> What the exercise asks
Extract every line below that contains the word "loading".

___

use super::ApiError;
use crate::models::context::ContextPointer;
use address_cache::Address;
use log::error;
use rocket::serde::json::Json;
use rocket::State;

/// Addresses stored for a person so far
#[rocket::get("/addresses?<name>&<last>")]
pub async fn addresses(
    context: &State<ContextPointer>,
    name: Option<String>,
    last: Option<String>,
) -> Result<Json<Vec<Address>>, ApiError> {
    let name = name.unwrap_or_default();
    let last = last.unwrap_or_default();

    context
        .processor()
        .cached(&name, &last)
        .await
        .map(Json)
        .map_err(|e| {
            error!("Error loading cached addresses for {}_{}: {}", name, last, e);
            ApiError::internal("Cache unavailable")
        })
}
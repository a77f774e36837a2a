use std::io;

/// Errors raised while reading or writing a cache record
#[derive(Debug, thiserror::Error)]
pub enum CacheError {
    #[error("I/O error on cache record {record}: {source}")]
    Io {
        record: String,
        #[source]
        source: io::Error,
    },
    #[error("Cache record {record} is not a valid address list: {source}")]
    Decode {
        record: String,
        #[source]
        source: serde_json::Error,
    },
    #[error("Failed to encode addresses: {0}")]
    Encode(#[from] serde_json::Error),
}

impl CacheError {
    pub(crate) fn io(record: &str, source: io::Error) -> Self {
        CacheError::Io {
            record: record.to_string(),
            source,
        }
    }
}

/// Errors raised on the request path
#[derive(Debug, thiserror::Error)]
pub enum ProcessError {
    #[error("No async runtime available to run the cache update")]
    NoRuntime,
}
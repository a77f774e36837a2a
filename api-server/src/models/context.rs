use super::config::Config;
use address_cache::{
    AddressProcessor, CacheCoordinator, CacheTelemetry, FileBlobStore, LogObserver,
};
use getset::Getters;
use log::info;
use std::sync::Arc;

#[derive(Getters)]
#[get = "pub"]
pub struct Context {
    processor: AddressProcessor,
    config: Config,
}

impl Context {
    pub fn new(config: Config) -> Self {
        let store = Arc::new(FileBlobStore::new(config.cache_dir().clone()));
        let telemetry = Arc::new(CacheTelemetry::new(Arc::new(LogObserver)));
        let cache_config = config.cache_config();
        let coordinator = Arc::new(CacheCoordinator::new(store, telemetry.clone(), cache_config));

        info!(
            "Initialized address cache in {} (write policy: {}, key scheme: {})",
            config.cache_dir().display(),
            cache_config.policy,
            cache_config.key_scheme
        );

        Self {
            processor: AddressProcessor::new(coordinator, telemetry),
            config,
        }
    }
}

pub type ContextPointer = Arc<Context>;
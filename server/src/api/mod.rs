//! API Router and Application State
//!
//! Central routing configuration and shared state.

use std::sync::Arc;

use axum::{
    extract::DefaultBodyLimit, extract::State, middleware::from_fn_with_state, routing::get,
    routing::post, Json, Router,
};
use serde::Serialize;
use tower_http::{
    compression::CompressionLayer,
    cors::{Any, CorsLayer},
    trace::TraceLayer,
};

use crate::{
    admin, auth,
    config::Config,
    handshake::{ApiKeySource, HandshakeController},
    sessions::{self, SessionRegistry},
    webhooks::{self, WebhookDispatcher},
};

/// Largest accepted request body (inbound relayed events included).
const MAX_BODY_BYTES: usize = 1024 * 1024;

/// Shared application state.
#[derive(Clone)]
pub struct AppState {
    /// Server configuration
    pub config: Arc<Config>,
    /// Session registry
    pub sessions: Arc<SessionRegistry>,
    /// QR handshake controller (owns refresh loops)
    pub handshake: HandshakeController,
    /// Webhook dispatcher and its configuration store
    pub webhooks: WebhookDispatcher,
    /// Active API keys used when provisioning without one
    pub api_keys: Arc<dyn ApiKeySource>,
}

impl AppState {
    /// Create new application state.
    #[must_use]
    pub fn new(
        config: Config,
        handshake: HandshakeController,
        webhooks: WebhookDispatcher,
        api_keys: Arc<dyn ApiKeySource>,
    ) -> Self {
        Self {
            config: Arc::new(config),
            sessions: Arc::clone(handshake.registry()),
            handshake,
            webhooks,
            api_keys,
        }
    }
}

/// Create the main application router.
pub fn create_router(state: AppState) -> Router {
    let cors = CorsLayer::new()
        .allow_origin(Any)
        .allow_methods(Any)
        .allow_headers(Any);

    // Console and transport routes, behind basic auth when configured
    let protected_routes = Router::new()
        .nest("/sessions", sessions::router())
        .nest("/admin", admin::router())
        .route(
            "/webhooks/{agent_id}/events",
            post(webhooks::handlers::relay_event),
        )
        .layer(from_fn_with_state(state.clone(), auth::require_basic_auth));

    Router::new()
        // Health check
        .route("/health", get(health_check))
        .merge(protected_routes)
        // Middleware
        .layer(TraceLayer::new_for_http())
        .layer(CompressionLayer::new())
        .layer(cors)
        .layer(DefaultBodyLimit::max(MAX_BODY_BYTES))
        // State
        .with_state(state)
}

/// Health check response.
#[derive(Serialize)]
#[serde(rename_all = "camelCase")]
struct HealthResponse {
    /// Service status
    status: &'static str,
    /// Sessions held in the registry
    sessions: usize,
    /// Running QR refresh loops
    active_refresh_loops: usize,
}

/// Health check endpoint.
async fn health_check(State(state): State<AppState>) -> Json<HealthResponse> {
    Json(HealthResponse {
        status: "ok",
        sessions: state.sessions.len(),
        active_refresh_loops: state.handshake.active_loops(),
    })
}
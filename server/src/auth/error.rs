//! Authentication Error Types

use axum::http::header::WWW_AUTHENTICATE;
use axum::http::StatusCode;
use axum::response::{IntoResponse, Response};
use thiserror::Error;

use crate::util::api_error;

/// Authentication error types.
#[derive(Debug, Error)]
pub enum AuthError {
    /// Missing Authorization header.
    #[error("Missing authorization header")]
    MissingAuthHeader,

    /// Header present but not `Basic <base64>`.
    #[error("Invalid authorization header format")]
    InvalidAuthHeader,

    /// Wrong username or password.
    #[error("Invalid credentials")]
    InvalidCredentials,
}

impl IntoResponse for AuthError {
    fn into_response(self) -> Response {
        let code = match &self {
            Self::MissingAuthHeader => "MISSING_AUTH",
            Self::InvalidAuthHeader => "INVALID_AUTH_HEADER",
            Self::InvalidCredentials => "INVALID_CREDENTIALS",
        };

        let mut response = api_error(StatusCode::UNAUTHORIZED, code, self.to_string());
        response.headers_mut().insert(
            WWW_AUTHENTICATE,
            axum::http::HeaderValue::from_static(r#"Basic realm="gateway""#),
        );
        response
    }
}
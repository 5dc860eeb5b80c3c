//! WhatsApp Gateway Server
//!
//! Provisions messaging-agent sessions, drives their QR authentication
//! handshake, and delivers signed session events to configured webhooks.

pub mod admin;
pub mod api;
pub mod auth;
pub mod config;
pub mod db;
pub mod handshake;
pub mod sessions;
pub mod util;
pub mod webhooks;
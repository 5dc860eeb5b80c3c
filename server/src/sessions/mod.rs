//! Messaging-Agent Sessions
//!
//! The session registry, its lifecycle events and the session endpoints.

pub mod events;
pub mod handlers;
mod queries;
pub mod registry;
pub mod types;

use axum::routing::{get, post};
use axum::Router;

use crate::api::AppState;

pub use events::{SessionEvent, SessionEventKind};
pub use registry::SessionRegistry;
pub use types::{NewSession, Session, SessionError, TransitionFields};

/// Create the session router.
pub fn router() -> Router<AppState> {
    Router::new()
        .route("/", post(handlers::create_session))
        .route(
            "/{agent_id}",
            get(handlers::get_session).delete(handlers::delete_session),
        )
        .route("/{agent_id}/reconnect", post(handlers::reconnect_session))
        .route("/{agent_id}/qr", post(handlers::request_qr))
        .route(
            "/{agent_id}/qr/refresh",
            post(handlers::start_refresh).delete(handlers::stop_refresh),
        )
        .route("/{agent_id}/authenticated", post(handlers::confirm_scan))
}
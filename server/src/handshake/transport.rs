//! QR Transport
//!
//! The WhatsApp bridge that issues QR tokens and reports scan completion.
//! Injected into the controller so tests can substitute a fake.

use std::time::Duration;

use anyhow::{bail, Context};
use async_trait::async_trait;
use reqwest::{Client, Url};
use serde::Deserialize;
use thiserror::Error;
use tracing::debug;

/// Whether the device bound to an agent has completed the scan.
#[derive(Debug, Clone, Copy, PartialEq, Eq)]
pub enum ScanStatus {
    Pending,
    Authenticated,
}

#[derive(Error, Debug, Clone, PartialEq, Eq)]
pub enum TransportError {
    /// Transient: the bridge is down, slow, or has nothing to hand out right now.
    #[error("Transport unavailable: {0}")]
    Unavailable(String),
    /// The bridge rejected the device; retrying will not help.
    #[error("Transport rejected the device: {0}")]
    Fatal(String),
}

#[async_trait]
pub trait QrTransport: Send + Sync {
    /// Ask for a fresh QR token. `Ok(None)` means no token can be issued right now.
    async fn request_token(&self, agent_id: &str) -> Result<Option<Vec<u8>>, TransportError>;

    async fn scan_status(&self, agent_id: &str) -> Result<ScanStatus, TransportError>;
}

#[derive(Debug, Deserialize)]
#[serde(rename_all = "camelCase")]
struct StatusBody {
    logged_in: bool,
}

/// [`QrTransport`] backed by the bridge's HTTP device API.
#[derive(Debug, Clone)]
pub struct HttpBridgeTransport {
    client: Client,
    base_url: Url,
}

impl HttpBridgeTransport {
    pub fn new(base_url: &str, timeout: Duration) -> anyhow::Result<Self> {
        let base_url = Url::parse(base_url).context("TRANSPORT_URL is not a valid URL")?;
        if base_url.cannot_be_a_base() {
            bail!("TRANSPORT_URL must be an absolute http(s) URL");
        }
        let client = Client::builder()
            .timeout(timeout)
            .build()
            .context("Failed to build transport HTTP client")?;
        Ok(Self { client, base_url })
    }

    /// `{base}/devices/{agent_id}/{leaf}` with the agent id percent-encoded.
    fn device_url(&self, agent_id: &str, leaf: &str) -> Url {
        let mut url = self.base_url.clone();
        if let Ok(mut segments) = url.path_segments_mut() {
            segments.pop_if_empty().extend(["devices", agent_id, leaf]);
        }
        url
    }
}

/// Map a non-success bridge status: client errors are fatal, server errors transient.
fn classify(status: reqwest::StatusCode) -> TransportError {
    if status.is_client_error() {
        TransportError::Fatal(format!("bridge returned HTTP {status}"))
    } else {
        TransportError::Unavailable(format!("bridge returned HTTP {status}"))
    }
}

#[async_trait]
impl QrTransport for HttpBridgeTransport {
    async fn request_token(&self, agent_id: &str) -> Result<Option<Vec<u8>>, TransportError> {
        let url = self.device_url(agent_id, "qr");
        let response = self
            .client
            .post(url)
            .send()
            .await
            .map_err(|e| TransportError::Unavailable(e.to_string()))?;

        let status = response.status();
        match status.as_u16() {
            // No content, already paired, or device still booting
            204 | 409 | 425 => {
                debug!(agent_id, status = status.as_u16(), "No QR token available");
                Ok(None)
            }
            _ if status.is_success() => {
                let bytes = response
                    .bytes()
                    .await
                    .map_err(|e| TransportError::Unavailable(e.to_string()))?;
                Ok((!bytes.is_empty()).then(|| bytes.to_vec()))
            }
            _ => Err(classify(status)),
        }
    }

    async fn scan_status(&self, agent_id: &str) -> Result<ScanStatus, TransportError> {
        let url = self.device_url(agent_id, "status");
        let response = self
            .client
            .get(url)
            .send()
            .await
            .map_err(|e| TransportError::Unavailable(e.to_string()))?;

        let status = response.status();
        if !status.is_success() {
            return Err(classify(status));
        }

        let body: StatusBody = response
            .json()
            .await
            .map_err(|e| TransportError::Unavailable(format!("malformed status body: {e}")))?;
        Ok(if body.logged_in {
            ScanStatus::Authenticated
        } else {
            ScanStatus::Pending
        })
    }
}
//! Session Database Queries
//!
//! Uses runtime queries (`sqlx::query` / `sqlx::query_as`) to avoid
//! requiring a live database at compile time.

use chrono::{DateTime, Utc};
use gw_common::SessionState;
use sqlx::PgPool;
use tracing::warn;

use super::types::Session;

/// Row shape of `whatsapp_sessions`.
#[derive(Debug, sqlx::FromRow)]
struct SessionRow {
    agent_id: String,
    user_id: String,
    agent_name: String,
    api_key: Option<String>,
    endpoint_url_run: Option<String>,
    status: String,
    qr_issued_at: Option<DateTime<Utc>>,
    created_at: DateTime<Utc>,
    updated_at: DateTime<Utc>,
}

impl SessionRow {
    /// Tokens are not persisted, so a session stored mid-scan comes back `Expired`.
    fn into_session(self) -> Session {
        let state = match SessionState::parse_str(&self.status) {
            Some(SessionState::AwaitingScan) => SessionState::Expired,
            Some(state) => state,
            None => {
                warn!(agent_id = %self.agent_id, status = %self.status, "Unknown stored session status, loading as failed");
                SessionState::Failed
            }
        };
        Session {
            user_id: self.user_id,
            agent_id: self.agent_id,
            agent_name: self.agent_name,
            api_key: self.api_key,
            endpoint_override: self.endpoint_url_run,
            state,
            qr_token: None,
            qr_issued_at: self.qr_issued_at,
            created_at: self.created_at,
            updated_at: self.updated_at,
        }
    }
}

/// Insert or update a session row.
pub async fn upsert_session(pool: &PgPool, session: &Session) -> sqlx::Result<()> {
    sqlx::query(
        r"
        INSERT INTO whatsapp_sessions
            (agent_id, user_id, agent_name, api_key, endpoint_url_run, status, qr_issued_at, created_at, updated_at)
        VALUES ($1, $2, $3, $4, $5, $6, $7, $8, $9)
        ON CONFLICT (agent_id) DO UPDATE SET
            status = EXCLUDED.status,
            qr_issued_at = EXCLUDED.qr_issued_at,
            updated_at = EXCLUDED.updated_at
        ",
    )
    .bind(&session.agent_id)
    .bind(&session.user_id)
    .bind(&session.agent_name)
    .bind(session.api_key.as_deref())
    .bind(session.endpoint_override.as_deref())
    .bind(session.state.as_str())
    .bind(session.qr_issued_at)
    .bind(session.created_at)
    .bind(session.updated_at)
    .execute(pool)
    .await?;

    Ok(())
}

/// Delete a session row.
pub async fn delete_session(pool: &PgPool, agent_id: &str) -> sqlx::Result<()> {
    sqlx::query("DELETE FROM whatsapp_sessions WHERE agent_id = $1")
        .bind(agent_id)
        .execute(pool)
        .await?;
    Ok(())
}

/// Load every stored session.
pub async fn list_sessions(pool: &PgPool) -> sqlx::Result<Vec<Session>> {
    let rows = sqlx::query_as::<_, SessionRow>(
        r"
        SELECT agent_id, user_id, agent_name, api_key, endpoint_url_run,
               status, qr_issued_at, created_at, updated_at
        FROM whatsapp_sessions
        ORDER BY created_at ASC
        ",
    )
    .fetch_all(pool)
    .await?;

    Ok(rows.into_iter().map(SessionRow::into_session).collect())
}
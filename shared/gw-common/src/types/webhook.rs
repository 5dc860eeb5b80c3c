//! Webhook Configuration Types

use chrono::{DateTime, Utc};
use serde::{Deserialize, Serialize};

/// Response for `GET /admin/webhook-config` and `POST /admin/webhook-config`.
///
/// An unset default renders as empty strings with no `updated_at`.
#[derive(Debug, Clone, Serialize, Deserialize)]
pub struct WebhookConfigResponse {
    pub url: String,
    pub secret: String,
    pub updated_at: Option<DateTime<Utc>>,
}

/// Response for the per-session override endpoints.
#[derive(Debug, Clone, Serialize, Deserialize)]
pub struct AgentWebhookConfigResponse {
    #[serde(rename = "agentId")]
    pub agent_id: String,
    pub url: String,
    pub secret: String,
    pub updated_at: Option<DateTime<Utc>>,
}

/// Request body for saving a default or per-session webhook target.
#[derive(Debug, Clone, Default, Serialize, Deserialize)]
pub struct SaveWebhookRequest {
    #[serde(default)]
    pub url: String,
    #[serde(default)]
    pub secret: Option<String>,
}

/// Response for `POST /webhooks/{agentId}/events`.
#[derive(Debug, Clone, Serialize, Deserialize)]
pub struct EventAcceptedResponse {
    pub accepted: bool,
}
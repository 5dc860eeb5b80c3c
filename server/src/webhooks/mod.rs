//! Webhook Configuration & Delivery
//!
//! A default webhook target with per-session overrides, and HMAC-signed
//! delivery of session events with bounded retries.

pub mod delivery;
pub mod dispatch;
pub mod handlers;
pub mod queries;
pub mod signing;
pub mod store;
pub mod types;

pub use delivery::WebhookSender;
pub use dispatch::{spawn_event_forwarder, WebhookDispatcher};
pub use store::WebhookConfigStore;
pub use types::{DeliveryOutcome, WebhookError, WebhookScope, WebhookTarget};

___

> The completed task
            error!("Error loading cached addresses for {}_{}: {}", name, last, e);
                warn!(agent_id = %self.agent_id, status = %self.status, "Unknown stored session status, loading as failed");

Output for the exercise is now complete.